Investors who defaulted on a rent roll buy have been ordered to pay more than $200,000 for the disruption caused to the seller by their last-minute refusal to settle.

Babstock Pty Ltd sold its $800,000 residential management portfolio to Marburg Investments Pty Ltd – of which Dorothy Marburg was the sole director – in December 2017.

The rent roll contract was due to complete in February but after a number of extensions settlement was set for May 2018.

Alan Marburg – Dorothy’s husband who was to operate the business despite no experience in the role – spent 4 weeks or so prior to completion in the seller’s Bellbowrie office to learn the ropes and get a taste of how hard managing residential tenancies, tenants and owners might be.

The couple also engaged an expert consultant – who reported only trivial irregularities in the management paperwork – to satisfy themselves of the agency’s regulatory compliance.

When it came time to stump up with the cash, Mr Marburg alleged flaws he had discovered in entry condition reports (ECRs) for some 30 of the 148 properties under management even though the buyer had notified it was satisfied with such issues on due diligence.

The seller called for settlement noting that the rent roll contract allowed for managements with unrectified documentation to be retrospectively rejected on the adjustment date 90 days following settlement and any money paid for them, refunded to the buyer from the retention fund.

Babstock had already announced the sale and the retirement of its key staff to its owners and introduced Mr Marburg as a competent and reliable successor by the time the buyers’ new solicitor contended that the seller was “in anticipatory breach” and purported to terminate.

The seller rectified most of the buyer-claimed paperwork defects before nominating a time and place for completion on the due date and when that didn’t occur, again one week later.

The Marburgs refused to settle and alleged the seller to have been in breach.

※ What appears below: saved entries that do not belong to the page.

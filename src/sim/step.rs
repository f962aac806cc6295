//! One logical tick of the snake

use super::collision::{Collision, FatalCause, classify};
use super::grid::{Cell, GridModel};

/// What a tick did
#[derive(Debug, Clone, Copy, PartialEq, Eq)]
pub enum StepOutcome {
    /// Moved one cell, length unchanged
    Continue,
    /// Ate the item and grew; a new item is at `item`
    Scored { item: Cell },
    /// Ate the item that reached the target score
    Won,
    /// Hit a wall or the body; body left as it was
    Lost(FatalCause),
}

impl StepOutcome {
    pub fn is_terminal(&self) -> bool {
        matches!(self, StepOutcome::Won | StepOutcome::Lost(_))
    }
}

/// Outcome plus the body as it was before the tick (for interpolation)
#[derive(Debug, Clone, PartialEq, Eq)]
pub struct StepReport {
    pub previous_body: Vec<Cell>,
    pub outcome: StepOutcome,
}

/// Advance the model by exactly one tick.
///
/// The buffered heading is applied first, then the candidate head cell is
/// classified against the pre-tick body.
pub fn step(model: &mut GridModel) -> StepReport {
    model.apply_pending_direction();
    model.ticks += 1;

    let previous_body = model.body.clone();
    let candidate = model.head().offset(model.direction);

    let outcome = match classify(candidate, &model.body, model.item, &model.bounds) {
        Collision::Fatal(cause) => {
            model.item = None;
            StepOutcome::Lost(cause)
        }
        Collision::Scoring => {
            model.score += 1;
            if model.score >= model.target_score {
                model.item = None;
                StepOutcome::Won
            } else {
                // Grow first so the new item cannot land on the new head
                model.body.insert(0, candidate);
                let item = model.respawn_item();
                StepOutcome::Scored { item }
            }
        }
        Collision::Ordinary => {
            model.body.insert(0, candidate);
            model.body.pop();
            StepOutcome::Continue
        }
    };

    log::trace!(
        "tick {} head {:?} -> {:?}: {:?}",
        model.ticks,
        previous_body[0],
        candidate,
        outcome
    );

    StepReport {
        previous_body,
        outcome,
    }
}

They then sued for recovery of their $40,000 deposit. The agency counterclaimed for the managements and revenue it lost after having to go cap in hand back to owners to get new appointments signed up.

Judge Kenneth Barlow ruled in the Marburgs’ favour in the District Court in December 2020 by accepting their “anticipatory breach” contention.

That decision was reversed by the Court of Appeal in April 2022 which concluded the seller had not breached the sale contract when insisting on settlement regardless of paperwork deficiencies.

Its adherence to rent roll contract usual practice – for rejected managements to be accounted for at the end of the 90-day retention period if the deficiencies remained unrectified – was upheld.

But because Judge Barlow had addressed neither the Marburg’s misleading conduct claim nor the agency’s counterclaim, the appeal judges remitted the case back to him for further argument and a decision on those points.

In his second judgment in February 2023, the judge ordered the contract to be rescinded under Australian Consumer Law s 237 by reason of Alan Marburg having relied on misleading pre-contract statements.

Those statements – contained in the business broker’s Sale Information Booklet – were that the ECRs were 100% “fully signed by all tenants and agency staff” and all properties were in the immediate locality.

He concluded “at least 19 of the ECRs were not signed” or otherwise non-compliant and “16 properties were in suburbs other than Bellbowrie and Moggill” and that the buyer had relied on the former misleading statement (ECRs) but not on the second (property locations).

The ACL s 237 ruling was made notwithstanding the entitlement to such relief hadn’t been sought by Marburg “in pleadings or at the conclusion of the trial” and had only been asked for in submissions more than three years following the trial’s end.

The matter inevitably went to appeal for a second time.

On 25 January 2024, the Court of Appeal again reversed Judge Barlow’s decision by reason of the “substantial injustice” of numerous errors in his reasoning.

And in the absence of the determination of essential points by the judge, the appeal court was required to come to its own factual conclusions on many critical issues.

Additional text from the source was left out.